In 1968, an estimated 100,000 Americans died from the H3N2 flu, which was a global influenza pandemic that killed 1 million people globally.

In 2020, the COVID-19 pandemic spread across the globe and so far has killed 100,000 Americans, and 371,000 people globally.

In 1968, following the assassination of Martin Luther King Jr., mass protests broke out across the country, with riots occurring in cities like Washington, D.C., Chicago, and Baltimore.

In 2020, following the death of George Floyd by the Minneapolis police, mass protests broke out across the country, with riots occuring in cities like Washington, D.C., Chicago, Baltimore, Philadelphia, and New York, among others.

In 1968, the S&P 500 fell 9% from January to March, rallied 24% off of the bottom, and finished the year with a total return of 10.8%.

In 2020, the S&P 500 fell 32% from January to March, and rallied 40% off of the bottom.

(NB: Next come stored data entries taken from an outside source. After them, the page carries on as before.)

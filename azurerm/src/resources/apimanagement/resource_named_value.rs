//! API Management named value resource
//!
//! A named value holds either a literal value or a reference to a Key Vault
//! secret. Secret values are write-only: the service never returns them, so
//! the value in state is whatever was last applied.

use async_trait::async_trait;
use tfplug::context::Context;
use tfplug::defaults::StaticDefault;
use tfplug::plan_modifier::{RequiresReplace, UseStateForUnknown};
use tfplug::resource::{
    ConfigureResourceRequest, ConfigureResourceResponse, CreateResourceRequest,
    CreateResourceResponse, DeleteResourceRequest, DeleteResourceResponse,
    ImportResourceStateRequest, ImportResourceStateResponse, ReadResourceRequest,
    ReadResourceResponse, Resource, ResourceSchemaRequest, ResourceSchemaResponse,
    ResourceWithConfigure, ResourceWithImportState, ResourceWithUpgradeState, UpdateResourceRequest,
    UpdateResourceResponse, UpgradeResourceStateRequest, UpgradeResourceStateResponse,
    ValidateResourceConfigRequest, ValidateResourceConfigResponse,
};
use tfplug::schema::{AttributeBuilder, AttributeType, NestedBlockBuilder, SchemaBuilder};
use tfplug::types::{Diagnostic, DynamicValue};
use tracing::info;

use super::service::{block_string, non_empty, parent_attributes, parent_service_id};
use crate::api::apimanagement::{KeyVaultContract, NamedValue, NamedValueProperties};
use crate::api::{ApiError, Client};
use crate::migration::{self, Upgrader};
use crate::parse::{NamedValueId, ResourceId};
use crate::resources::common::{
    api_diagnostic, attr, block_fields, create_failed, ensure_absent, import_by_id,
    not_configured, read_failed, read_response, required_string, state_id, store_provider_data,
    update_failed, StateWriter, WriteMode,
};
use crate::validate::attribute;
use crate::AzureRmProviderData;

const TYPE_NAME: &str = "azurerm_api_management_named_value";

const UPGRADERS: &[Upgrader] = &[migration::named_value_v0_to_v1];

#[derive(Default)]
pub struct ApiManagementNamedValueResource {
    provider_data: Option<AzureRmProviderData>,
}

impl ApiManagementNamedValueResource {
    pub fn new() -> Self {
        Self::default()
    }
}

#[async_trait]
impl Resource for ApiManagementNamedValueResource {
    fn type_name(&self) -> &str {
        TYPE_NAME
    }

    async fn schema(
        &self,
        _ctx: Context,
        _request: ResourceSchemaRequest,
    ) -> ResourceSchemaResponse {
        let [service, group] = parent_attributes();

        let schema = SchemaBuilder::new()
            .version(1)
            .description("Manages a named value used by API Management policies")
            .attribute(
                AttributeBuilder::new("id", AttributeType::String)
                    .computed()
                    .plan_modifier(UseStateForUnknown::create())
                    .build(),
            )
            .attribute(
                AttributeBuilder::new("name", AttributeType::String)
                    .required()
                    .validator(attribute::api_management_child_name())
                    .plan_modifier(RequiresReplace::create())
                    .build(),
            )
            .attribute(service)
            .attribute(group)
            .attribute(
                AttributeBuilder::new("display_name", AttributeType::String)
                    .description("Name policies refer to the value by")
                    .required()
                    .validator(attribute::named_value_display_name())
                    .build(),
            )
            .attribute(
                AttributeBuilder::new("value", AttributeType::String)
                    .optional()
                    .sensitive()
                    .build(),
            )
            .attribute(
                AttributeBuilder::new("secret", AttributeType::Bool)
                    .optional()
                    .default(StaticDefault::bool(false))
                    .build(),
            )
            .attribute(
                AttributeBuilder::new("tags", AttributeType::list_of(AttributeType::String))
                    .optional()
                    .build(),
            )
            .block(
                NestedBlockBuilder::single_list("value_from_key_vault")
                    .description("Key Vault secret the value is resolved from")
                    .attribute(
                        AttributeBuilder::new("secret_id", AttributeType::String)
                            .required()
                            .build(),
                    )
                    .attribute(
                        AttributeBuilder::new("identity_client_id", AttributeType::String)
                            .description("Client ID of the user-assigned identity used to read the secret")
                            .optional()
                            .build(),
                    )
                    .max_items(1)
                    .build(),
            )
            .build();

        ResourceSchemaResponse {
            schema,
            diagnostics: vec![],
        }
    }

    async fn validate(
        &self,
        _ctx: Context,
        request: ValidateResourceConfigRequest,
    ) -> ValidateResourceConfigResponse {
        ValidateResourceConfigResponse {
            diagnostics: validate_source(&request.config),
        }
    }

    async fn create(&self, ctx: Context, request: CreateResourceRequest) -> CreateResourceResponse {
        let Some(provider_data) = &self.provider_data else {
            return create_failed(not_configured());
        };
        let client = &provider_data.client;

        let id = match named_value_id(client, &request.config) {
            Ok(id) => id,
            Err(diag) => return create_failed(diag),
        };

        let api = client.api_management();
        if let Err(diag) = ensure_absent(api.get_named_value(&id).await, &id.id()) {
            return create_failed(diag);
        }

        info!("Creating named value {}", id);
        if let Err(e) = api
            .create_or_update_named_value(&ctx, &id, &expand_named_value(&request.config))
            .await
        {
            return create_failed(api_diagnostic(
                format!("Failed to create named value {:?}", id.name),
                &e,
            ));
        }

        let mut new_state = request.planned_state;
        let mut diagnostics = vec![];
        if let Err(e) = refresh(client, &id, &mut new_state, WriteMode::Apply).await {
            diagnostics.push(api_diagnostic("Failed to read created named value", &e));
        }

        CreateResourceResponse {
            new_state,
            private: vec![],
            diagnostics,
        }
    }

    async fn read(&self, _ctx: Context, request: ReadResourceRequest) -> ReadResourceResponse {
        let Some(provider_data) = &self.provider_data else {
            return read_failed(request.current_state, request.private, not_configured());
        };

        let id = match state_id(&request.current_state, NamedValueId::parse) {
            Ok(id) => id,
            Err(diag) => return read_failed(request.current_state, request.private, diag),
        };

        let mut state = request.current_state.clone();
        let result = refresh(&provider_data.client, &id, &mut state, WriteMode::Refresh)
            .await
            .map(|_| state);
        read_response(
            TYPE_NAME,
            &id.id(),
            result,
            request.current_state,
            request.private,
        )
    }

    async fn update(&self, ctx: Context, request: UpdateResourceRequest) -> UpdateResourceResponse {
        let Some(provider_data) = &self.provider_data else {
            return update_failed(request.prior_state, not_configured());
        };
        let client = &provider_data.client;

        let id = match state_id(&request.prior_state, NamedValueId::parse) {
            Ok(id) => id,
            Err(diag) => return update_failed(request.prior_state, diag),
        };

        info!("Updating named value {}", id);
        if let Err(e) = client
            .api_management()
            .create_or_update_named_value(&ctx, &id, &expand_named_value(&request.config))
            .await
        {
            return update_failed(
                request.prior_state,
                api_diagnostic(format!("Failed to update named value {:?}", id.name), &e),
            );
        }

        let mut new_state = request.planned_state;
        let mut diagnostics = vec![];
        if let Err(e) = refresh(client, &id, &mut new_state, WriteMode::Apply).await {
            diagnostics.push(api_diagnostic("Failed to read updated named value", &e));
        }

        UpdateResourceResponse {
            new_state,
            private: vec![],
            diagnostics,
        }
    }

    async fn delete(&self, ctx: Context, request: DeleteResourceRequest) -> DeleteResourceResponse {
        let mut diagnostics = vec![];

        let Some(provider_data) = &self.provider_data else {
            diagnostics.push(not_configured());
            return DeleteResourceResponse { diagnostics };
        };

        match state_id(&request.prior_state, NamedValueId::parse) {
            Ok(id) => {
                info!("Deleting named value {}", id);
                if let Err(e) = provider_data
                    .client
                    .api_management()
                    .delete_named_value(&ctx, &id)
                    .await
                {
                    diagnostics.push(api_diagnostic(
                        format!("Failed to delete named value {:?}", id.name),
                        &e,
                    ));
                }
            }
            Err(diag) => diagnostics.push(diag),
        }

        DeleteResourceResponse { diagnostics }
    }

    fn as_upgrade_state(&self) -> Option<&dyn ResourceWithUpgradeState> {
        Some(self)
    }

    fn as_import_state(&self) -> Option<&dyn ResourceWithImportState> {
        Some(self)
    }
}

#[async_trait]
impl ResourceWithConfigure for ApiManagementNamedValueResource {
    async fn configure(
        &mut self,
        _ctx: Context,
        request: ConfigureResourceRequest,
    ) -> ConfigureResourceResponse {
        ConfigureResourceResponse {
            diagnostics: store_provider_data(&mut self.provider_data, request.provider_data),
        }
    }
}

#[async_trait]
impl ResourceWithImportState for ApiManagementNamedValueResource {
    async fn import_state(
        &self,
        ctx: Context,
        request: ImportResourceStateRequest,
    ) -> ImportResourceStateResponse {
        import_by_id(&ctx, request, NamedValueId::parse)
    }
}

#[async_trait]
impl ResourceWithUpgradeState for ApiManagementNamedValueResource {
    async fn upgrade_state(
        &self,
        _ctx: Context,
        request: UpgradeResourceStateRequest,
    ) -> UpgradeResourceStateResponse {
        migration::upgrade_resource_state(request, UPGRADERS)
    }
}

fn validate_source(config: &DynamicValue) -> Vec<Diagnostic> {
    let value = config.get(&attr("value"));
    let key_vault = config.get(&attr("value_from_key_vault"));
    if value.is_unknown() || key_vault.is_unknown() {
        return vec![];
    }

    let has_value = !value.is_null();
    let has_key_vault = key_vault.as_list().is_some_and(|b| !b.is_empty());

    let mut diagnostics = vec![];
    if has_value == has_key_vault {
        diagnostics.push(Diagnostic::error(
            "Invalid named value source",
            "exactly one of `value` or `value_from_key_vault` must be specified",
        ));
    }
    if has_key_vault && config.get_optional_bool(&attr("secret")) == Some(false) {
        diagnostics.push(
            Diagnostic::error(
                "Invalid secret",
                "`secret` must be true when `value_from_key_vault` is set",
            )
            .with_attribute(attr("secret")),
        );
    }
    diagnostics
}

fn named_value_id(client: &Client, config: &DynamicValue) -> Result<NamedValueId, Diagnostic> {
    let service = parent_service_id(client, config)?;
    Ok(NamedValueId::new(
        &service.subscription_id,
        &service.resource_group,
        &service.name,
        &required_string(config, "name")?,
    ))
}

fn expand_named_value(config: &DynamicValue) -> NamedValue {
    let key_vault = config.get_block(&attr("value_from_key_vault"));
    let tags = config.get_string_list(&attr("tags"));

    NamedValue {
        properties: NamedValueProperties {
            display_name: config
                .get_optional_string(&attr("display_name"))
                .unwrap_or_default(),
            value: config.get_optional_string(&attr("value")),
            secret: config.get_optional_bool(&attr("secret")),
            tags: (!tags.is_empty()).then_some(tags),
            key_vault: key_vault.as_ref().map(|kv| KeyVaultContract {
                secret_identifier: block_string(Some(kv), "secret_id"),
                identity_client_id: block_string(Some(kv), "identity_client_id"),
            }),
        },
    }
}

async fn refresh(
    client: &Client,
    id: &NamedValueId,
    state: &mut DynamicValue,
    mode: WriteMode,
) -> Result<(), ApiError> {
    let remote = client.api_management().get_named_value(id).await?;
    let props = &remote.properties;
    let secret = props.secret.unwrap_or(false);

    let key_vault = props.key_vault.as_ref().and_then(|kv| {
        let secret_id = non_empty(kv.secret_identifier.as_deref())?;
        Some(block_fields([
            ("secret_id", secret_id.into()),
            (
                "identity_client_id",
                non_empty(kv.identity_client_id.as_deref()).into(),
            ),
        ]))
    });

    let mut writer = StateWriter::new(state, mode);
    writer
        .always("id", id.id())
        .always("name", id.name.clone())
        .always("api_management_name", id.service_name.clone())
        .always("resource_group_name", id.resource_group.clone())
        .string("display_name", Some(props.display_name.as_str()))
        .bool("secret", Some(secret))
        .strings("tags", props.tags.as_deref().unwrap_or_default())
        .block("value_from_key_vault", key_vault);

    if !secret {
        writer.string("value", props.value.as_deref());
    }

    Ok(())
}

#[cfg(test)]
#[path = "./resource_named_value_test.rs"]
mod resource_named_value_test;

Read more:GOLDMAN SACHS: Buy these 25 beaten-down stocks all poised to jump more than 18% from current levels

The uncanny similarities between 1968 and 2020 serve as a good reminder to investors that the stock market doesn’t always trade on news headlines.

“1968 was the year that ‘shattered America’ and many tumultous events and violence took place in that year. And despite that, the equity markets managed to perform solidly,” Fundstrat’s Tom Lee wrote to clients on Monday.

Investors who are scratching their heads wondering why the stock market keeps going up despite the steady drip of horrific news over the past few weeks need only look to 1968.

Year-to-date, the S&P 500 is down 5%.